But what if the boom is just a bubble?
The Reality is that the government’s long-term forecasts—the ones everyone is relying on to guide our energy policy and planning—are overly optimistic. In fact, the Energy Information Administration has grown more and more bullish over time: It’s Annual Energy Outlook (AEO) 2016 is has increased its estimate of tight oil production through 2040 by 19% compared to AEO2015 and by 37% over AEO2014. Likewise, AEO2016’s projection for shale gas production through 2040 has increased by 31% compared to AEO2015. This despite the fact that both tight oil and shale gas production are already below their peaks.
Shale plays suffer from high decline rates and declining well quality as the “sweet spots” run out, meaning that ever more wells will have to be drilled just to keep production flat—until even that is no longer achievable.
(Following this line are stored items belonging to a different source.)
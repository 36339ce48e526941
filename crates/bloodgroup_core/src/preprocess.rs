//! Turns an image file into the normalized single-channel tensor the model expects.

use image::{GrayImage, ImageReader, imageops::FilterType};
use ndarray::{Array3, Array4, Axis};
use std::path::{Path, PathBuf};
use thiserror::Error;

#[derive(Debug, Error)]
pub enum PreprocessError {
    #[error("Failed to read the image. Please ensure the file is a valid image. ({})", path.display())]
    Open {
        path: PathBuf,
        #[source]
        source: std::io::Error,
    },
    #[error("Failed to read the image. Please ensure the file is a valid image. ({})", path.display())]
    Decode {
        path: PathBuf,
        #[source]
        source: image::ImageError,
    },
}

/// Decode any supported image as 8-bit grayscale, sniffing the format from content.
pub fn load_grayscale(path: impl AsRef<Path>) -> Result<GrayImage, PreprocessError> {
    let path = path.as_ref();
    let reader = ImageReader::open(path)
        .and_then(|r| r.with_guessed_format())
        .map_err(|source| PreprocessError::Open {
            path: path.to_path_buf(),
            source,
        })?;
    let img = reader.decode().map_err(|source| PreprocessError::Decode {
        path: path.to_path_buf(),
        source,
    })?;
    Ok(img.to_luma8())
}

/// Grayscale, resize to `width`x`height`, scale to [0,1], add a channel axis.
///
/// The result has shape `(height, width, 1)`.
pub fn preprocess_image(
    path: impl AsRef<Path>,
    width: u32,
    height: u32,
) -> Result<Array3<f32>, PreprocessError> {
    let gray = load_grayscale(path)?;
    Ok(to_tensor(&gray, width, height))
}

/// In-memory half of [`preprocess_image`].
pub fn to_tensor(gray: &GrayImage, width: u32, height: u32) -> Array3<f32> {
    let resized = image::imageops::resize(gray, width, height, FilterType::Triangle);
    let mut tensor = Array3::<f32>::zeros((height as usize, width as usize, 1));
    for (x, y, pixel) in resized.enumerate_pixels() {
        tensor[[y as usize, x as usize, 0]] = normalize_intensity(pixel.0[0]);
    }
    tracing::debug!(
        "preprocessed {}x{} -> {:?}",
        gray.width(),
        gray.height(),
        tensor.shape()
    );
    tensor
}

/// Prepend a batch axis of size 1: `(h, w, 1)` becomes `(1, h, w, 1)`.
pub fn add_batch_dimension(tensor: Array3<f32>) -> Array4<f32> {
    tensor.insert_axis(Axis(0))
}

fn normalize_intensity(value: u8) -> f32 {
    value as f32 / 255.0
}

#[cfg(test)]
mod tests {
    use super::*;
    use approx::assert_relative_eq;
    use image::{Luma, Rgb, RgbImage};
    use rstest::rstest;
    use std::fs;
    use tempfile::tempdir;

    #[rstest]
    #[case(1, 1)]
    #[case(64, 300)]
    #[case(128, 128)]
    #[case(517, 243)]
    fn any_input_size_yields_configured_shape(
        #[case] w: u32,
        #[case] h: u32,
    ) -> anyhow::Result<()> {
        let dir = tempdir()?;
        let path = dir.path().join("in.png");
        GrayImage::from_fn(w, h, |x, y| Luma([((x * 7 + y * 13) % 256) as u8])).save(&path)?;

        let tensor = preprocess_image(&path, 128, 128)?;
        assert_eq!(tensor.shape(), &[128, 128, 1]);
        assert!(tensor.iter().all(|v| (0.0..=1.0).contains(v)));
        Ok(())
    }

    #[test]
    fn color_jpeg_is_converted_to_single_channel() -> anyhow::Result<()> {
        let dir = tempdir()?;
        let path = dir.path().join("color.jpg");
        RgbImage::from_fn(90, 40, |x, _| Rgb([x as u8 * 2, 30, 200])).save(&path)?;

        let tensor = preprocess_image(&path, 128, 128)?;
        assert_eq!(tensor.shape(), &[128, 128, 1]);
        assert!(tensor.iter().all(|v| (0.0..=1.0).contains(v)));
        Ok(())
    }

    #[test]
    fn non_square_target_puts_height_first() {
        let gray = GrayImage::from_pixel(10, 10, Luma([0]));
        let tensor = to_tensor(&gray, 32, 16);
        assert_eq!(tensor.shape(), &[16, 32, 1]);
    }

    #[test]
    fn intensities_scale_to_unit_range() {
        let white = GrayImage::from_pixel(20, 20, Luma([255]));
        let black = GrayImage::from_pixel(20, 20, Luma([0]));
        let mid = GrayImage::from_pixel(20, 20, Luma([51]));

        // One grey level of slack for resampling round-off.
        let step = 1.0 / 255.0;
        for &v in to_tensor(&white, 8, 8).iter() {
            assert_relative_eq!(v, 1.0, epsilon = step);
        }
        for &v in to_tensor(&black, 8, 8).iter() {
            assert_relative_eq!(v, 0.0, epsilon = step);
        }
        for &v in to_tensor(&mid, 8, 8).iter() {
            assert_relative_eq!(v, 0.2, epsilon = step);
        }
    }

    #[test]
    fn batch_dimension_is_prepended() {
        let batch = add_batch_dimension(Array3::<f32>::zeros((128, 128, 1)));
        assert_eq!(batch.shape(), &[1, 128, 128, 1]);
    }

    #[test]
    fn undecodable_file_is_an_input_error() -> anyhow::Result<()> {
        let dir = tempdir()?;
        let path = dir.path().join("fake.png");
        fs::write(&path, b"this is not an image")?;

        let err = preprocess_image(&path, 128, 128).unwrap_err();
        assert!(matches!(err, PreprocessError::Decode { .. }));
        assert!(err.to_string().starts_with("Failed to read the image."));
        Ok(())
    }

    #[test]
    fn missing_file_is_an_input_error() {
        let err = preprocess_image("/no/such/fingerprint.png", 128, 128).unwrap_err();
        assert!(matches!(err, PreprocessError::Open { .. }));
    }
}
Continued drilling requires massive amounts of capital, which can only be supported by high levels of debt or higher prices.
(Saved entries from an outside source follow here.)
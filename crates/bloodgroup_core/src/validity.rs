//! Edge-density heuristic that rejects images without fingerprint-like ridge texture.

use crate::config::PipelineConfig;
use crate::preprocess::load_grayscale;
use image::{GrayImage, Luma};
use imageproc::gradients::{horizontal_sobel, vertical_sobel};
use std::path::Path;

/// Pixel value `canny_edges` writes for an edge.
const EDGE_PIXEL: u8 = 255;

/// tan(22.5°): splits gradient directions into horizontal, vertical and diagonal sectors.
const TAN_22_5: f32 = 0.414_213_57;

/// Decides whether the file at `path` plausibly holds a fingerprint.
///
/// Implementations never fail: anything that cannot be judged is rejected.
pub trait FingerprintCheck {
    fn is_fingerprint(&self, path: &Path) -> bool;
}

/// Canny edge detection followed by a fixed percentage cut-off.
#[derive(Debug, Clone, Copy, PartialEq)]
pub struct EdgeDensityFilter {
    pub low_threshold: f32,
    pub high_threshold: f32,
    pub min_edge_percent: f32,
}

impl Default for EdgeDensityFilter {
    fn default() -> Self {
        Self::from_config(&PipelineConfig::default())
    }
}

impl EdgeDensityFilter {
    pub fn from_config(cfg: &PipelineConfig) -> Self {
        Self {
            low_threshold: cfg.canny_low,
            high_threshold: cfg.canny_high,
            min_edge_percent: cfg.min_edge_percent,
        }
    }

    /// Percentage (0..=100) of pixels marked as edges.
    pub fn edge_percentage(&self, img: &GrayImage) -> f32 {
        if img.width() == 0 || img.height() == 0 {
            return 0.0;
        }
        let edges = canny_edges(img, self.low_threshold, self.high_threshold);
        edge_map_percentage(&edges)
    }

    pub fn accepts_image(&self, img: &GrayImage) -> bool {
        let percentage = self.edge_percentage(img);
        let accepted = exceeds_threshold(percentage, self.min_edge_percent);
        tracing::debug!(
            "edge density {percentage:.2}% (need > {}%): {}",
            self.min_edge_percent,
            if accepted { "accepted" } else { "rejected" }
        );
        accepted
    }
}

impl FingerprintCheck for EdgeDensityFilter {
    fn is_fingerprint(&self, path: &Path) -> bool {
        match load_grayscale(path) {
            Ok(img) => self.accepts_image(&img),
            Err(e) => {
                tracing::warn!("fingerprint check could not decode {}: {e}", path.display());
                false
            }
        }
    }
}

#[derive(Debug, Clone, Copy, PartialEq, Eq)]
enum Candidate {
    Suppressed,
    Weak,
    Strong,
}

/// Canny edge map over the raw image: 3x3 Sobel with replicated borders, L1
/// gradient magnitude `|gx| + |gy|`, no smoothing beforehand.
///
/// A pixel is a candidate when its magnitude is above `low` and it is a local
/// maximum along its gradient direction; candidates above `high` seed edges
/// that grow through 8-connected candidates. Edges are 255, the rest 0.
pub fn canny_edges(img: &GrayImage, low: f32, high: f32) -> GrayImage {
    let (width, height) = img.dimensions();
    let gx = horizontal_sobel(img);
    let gy = vertical_sobel(img);
    let magnitude: Vec<i32> = gx
        .pixels()
        .zip(gy.pixels())
        .map(|(dx, dy)| i32::from(dx.0[0]).abs() + i32::from(dy.0[0]).abs())
        .collect();
    // Outside the raster the magnitude is zero.
    let mag_at = |x: i64, y: i64| -> i32 {
        if x < 0 || y < 0 || x >= i64::from(width) || y >= i64::from(height) {
            0
        } else {
            magnitude[y as usize * width as usize + x as usize]
        }
    };

    let mut candidates = vec![Candidate::Suppressed; magnitude.len()];
    for (x, y, dx) in gx.enumerate_pixels() {
        let i = y as usize * width as usize + x as usize;
        let m = magnitude[i];
        if (m as f32) <= low {
            continue;
        }
        let dx = i32::from(dx.0[0]);
        let dy = i32::from(gy.get_pixel(x, y).0[0]);
        let (x, y) = (i64::from(x), i64::from(y));
        let xs = dx.abs() as f32;
        let ys = dy.abs() as f32;
        let tan_x = xs * TAN_22_5;
        let local_max = if ys < tan_x {
            m > mag_at(x - 1, y) && m >= mag_at(x + 1, y)
        } else if ys > tan_x + 2.0 * xs {
            m > mag_at(x, y - 1) && m >= mag_at(x, y + 1)
        } else {
            let s = if (dx ^ dy) < 0 { -1 } else { 1 };
            m > mag_at(x - s, y - 1) && m > mag_at(x + s, y + 1)
        };
        if local_max {
            candidates[i] = if (m as f32) > high {
                Candidate::Strong
            } else {
                Candidate::Weak
            };
        }
    }

    let edges = link_edges(&candidates, width, height);
    GrayImage::from_fn(width, height, |x, y| {
        if edges[y as usize * width as usize + x as usize] {
            Luma([EDGE_PIXEL])
        } else {
            Luma([0])
        }
    })
}

/// Hysteresis: strong candidates are edges, and so is every weak candidate
/// 8-connected to one through other candidates.
fn link_edges(candidates: &[Candidate], width: u32, height: u32) -> Vec<bool> {
    let (w, h) = (width as usize, height as usize);
    let mut edges = vec![false; candidates.len()];
    let mut stack: Vec<usize> = Vec::new();
    for (i, c) in candidates.iter().enumerate() {
        if *c == Candidate::Strong {
            edges[i] = true;
            stack.push(i);
        }
    }
    while let Some(i) = stack.pop() {
        let (x, y) = (i % w, i / w);
        for ny in y.saturating_sub(1)..=(y + 1).min(h - 1) {
            for nx in x.saturating_sub(1)..=(x + 1).min(w - 1) {
                let n = ny * w + nx;
                if !edges[n] && candidates[n] == Candidate::Weak {
                    edges[n] = true;
                    stack.push(n);
                }
            }
        }
    }
    edges
}

/// Share of pixels in an edge map that are set to the edge value.
pub fn edge_map_percentage(edges: &GrayImage) -> f32 {
    let total = edges.width() as usize * edges.height() as usize;
    if total == 0 {
        return 0.0;
    }
    let edge_pixels = edges.pixels().filter(|p| p.0[0] == EDGE_PIXEL).count();
    edge_pixels as f32 / total as f32 * 100.0
}

/// Strict comparison: an image sitting exactly on the cut-off is rejected.
pub fn exceeds_threshold(edge_percent: f32, min_edge_percent: f32) -> bool {
    edge_percent > min_edge_percent
}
High productivity shale plays are not ubiquitous and wells suffer from very high rates of depletion.
Because depletion rates are so high and drilling locations increasingly unproductive, industry must drill ever more wells just to offset declines.
To continue drilling rates, industry will need prices to rise substantially or have to take on more debt, which may not be sustainable.
If the long-term future of U.S. oil and natural gas production depends on resources in the country’s deep shale deposits, as the Energy Department contends, we are in for a big disappointment.